Gov. Gavin Newsom has proposed two major corporate tax changes he estimates would collect about $4.4 billion in 2020-21, softening the blow the Covid-19 pandemic has dealt California’s finances. The Legislature has largely preserved these measures in its budget agreement.
But the state’s revenue experts disagree on just how much money those proposals would raise from an already volatile corporate tax base.
What's proposed: In his May budget revision, Newsom proposed pausing corporations’ ability to deduct losses from slow years out of their taxable income in more profitable years, known as Net Operating Loss deductions. He also proposed capping the tax credits businesses can claim at $5 million total. California last adopted these types of policies during the Great Recession.
Revenues: The proposals would raise about $4.4 billion in the 2020-21 tax year and about $3.3 billion and $1.9 billion respectively in the subsequent two tax years, according to Department of Finance estimates in the governor’s budget revision.
Why: For California’s Democratic governor and the Democrat-controlled Legislature, cutting corporate tax breaks in the midst of the coronavirus recession is more politically feasible than raising taxes on less wealthy taxpayers. The proposals would shift the burden further away from low- and middle-income Californians.
"We can't balance our budget solely on the backs of children, seniors and working families," said Assemblymember Phil Ting (D-San Francisco) in a statement. "We need every sector to pitch in to lessen the budget pain, and this move helps accomplish that."
Opponents: Business groups and the tech industry in particular are fighting the proposals.
Limiting research and development incentives would undercut California companies’ development of technologies to fight Covid-19, such as a potential treatment and vaccine, said California Taxpayers Association President Robert Gutierrez in a letter opposing Newsom’s budget proposal.
“R&D is the most important activity taking place on this planet,” said Gutierrez. “We should be doing everything possible to make sure this activity happens here in California.”
TechNet, whose members include both Silicon Valley institutions like Facebook and Apple and newer household names like Zoom, Grubhub and Instacart, says the tax proposals would hobble corporations’ attempts to power California’s economic recovery and keep their employees.

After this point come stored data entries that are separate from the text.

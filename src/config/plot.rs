// Copyright (c) 2025 Ronan LE MEILLAT, SCTG Development
// This file is part of the rust-spectrometer project and is licensed under the
// SCTG Development Non-Commercial License v1.0 (see LICENSE.md for details).

use serde::{Deserialize, Serialize};

/// Visualization of the captured spectra.
#[derive(Debug, Clone, PartialEq, Serialize, Deserialize)]
pub struct PlotConfig {
    /// Print a text diagram of baselines and transmission on the console.
    /// Default is `true`.
    #[serde(default = "default_text_diagram")]
    pub text_diagram: bool,

    /// External plotting program and its leading arguments.
    ///
    /// Run once when the acquisition ends with the output path, the run
    /// identifier and the last iteration timestamp appended. Empty disables it.
    #[serde(default)]
    pub command: Vec<String>,
}

fn default_text_diagram() -> bool {
    true
}

impl Default for PlotConfig {
    fn default() -> Self {
        Self {
            text_diagram: default_text_diagram(),
            command: Vec::new(),
        }
    }
}
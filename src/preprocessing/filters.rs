// Copyright (c) 2025 Ronan LE MEILLAT, SCTG Development
// This file is part of the rust-spectrometer project and is licensed under the
// SCTG Development Non-Commercial License v1.0 (see LICENSE.md for details).

//! Digital filters for spectrum preprocessing

/// Trait for implementing in-place spectrum filters
pub trait Filter: Send + Sync {
    /// Apply the filter to a spectrum in place.
    ///
    /// Returns `false` when the filter is not applicable to the input, in which
    /// case the spectrum is left untouched.
    fn apply(&self, spectrum: &mut [f64]) -> bool;
}

/// A boxcar (moving average) filter along the wavelength axis.
///
/// Interior pixels are replaced by the mean of the `2 * radius + 1` original
/// samples centred on them. The first and last `radius` pixels are replaced by
/// a flat plateau: the mean of the first (respectively last) `radius` original
/// samples.
///
/// A radius of zero disables smoothing.
#[derive(Debug, Clone, Copy, PartialEq, Eq)]
pub struct BoxcarFilter {
    radius: usize,
}

impl BoxcarFilter {
    /// Create a new boxcar filter averaging `radius` neighbours on each side
    pub fn new(radius: usize) -> Self {
        Self { radius }
    }
}

impl Filter for BoxcarFilter {
    fn apply(&self, spectrum: &mut [f64]) -> bool {
        let r = self.radius;
        let n = spectrum.len();
        if n == 0 || r == 0 {
            return false;
        }

        // Every window reads the unfiltered input
        let original = spectrum.to_vec();
        let width = (2 * r + 1) as f64;

        if n > 2 * r {
            for i in r..(n - r) {
                spectrum[i] = original[i - r..=i + r].iter().sum::<f64>() / width;
            }
        }

        // When n < 2r the two plateaus overlap and the right one wins
        let left = r.min(n);
        let left_mean = original[..left].iter().sum::<f64>() / r as f64;
        spectrum[..left].fill(left_mean);

        let right = n.saturating_sub(r);
        let right_mean = original[right..].iter().sum::<f64>() / r as f64;
        spectrum[right..].fill(right_mean);

        true
    }
}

“Limiting business tax credits, including the important Research and Development Tax Credit, will only hurt industries which have rushed to innovate and help maintain and create high-paying jobs for Californians across the state,” said Courtney Jensen, one of the organization’s directors, in a statement.
Backdoor borrowing? Pressing pause on corporations’ ability to deduct their losses now only to allow them to deduct their saved-up losses later might sound like borrowing money from the future, especially because businesses have a 20-year window to deduct their losses under California law. But precedent shows that suspending NOLs for a few years does result in net gains for the state, said Weatherford.
Risks: The LAO says the tax proposals could bring in between $831 million and $1.5 billion less in their first year than the Department of Finance estimated for Newsom’s budget.
The discrepancy traces back to different estimates of corporate profits. Predicting corporate profits can be like reading “tea leaves,” said Brian Weatherford, a fiscal analyst and an author of the LAO’s report. Although they generally trend upward, corporate earnings are taking a hit during the current recession, and DOF could be overestimating their resilience, he said. “We’re just starting with a lower [corporate] revenue number,” said Weatherford.
The relatively small number of high-paying corporate taxpayers also means corporate taxes are a volatile revenue source, even in strong years. If just a few corporations experience large losses, it could significantly impact total revenue in a given year.
Adding to the uncertainty, the value of credits companies claim can fluctuate wildly by year. Absent a cap like the one the governor has proposed, the total amount of Research & Development Tax Credits taken can vary by around $1 billion dollars in different years, said Weatherford.
Critiques: The NOL proposal could have the effect of taxing similar companies differently, LAO says. As currently written, the policy would apply to businesses that make more than $1 million each year.
Using an income cutoff to decide which corporations may deduct their losses over the next two years would mean that two similar firms making $1 million and $975,000 respectively would owe very different amounts in that time, the LAO report points out. The budget could address this by limiting the deductions to a certain amount, said the report. The NOL suspension would end in 2022.
What’s next: The deadline for the Legislature to pass the budget bill is Monday.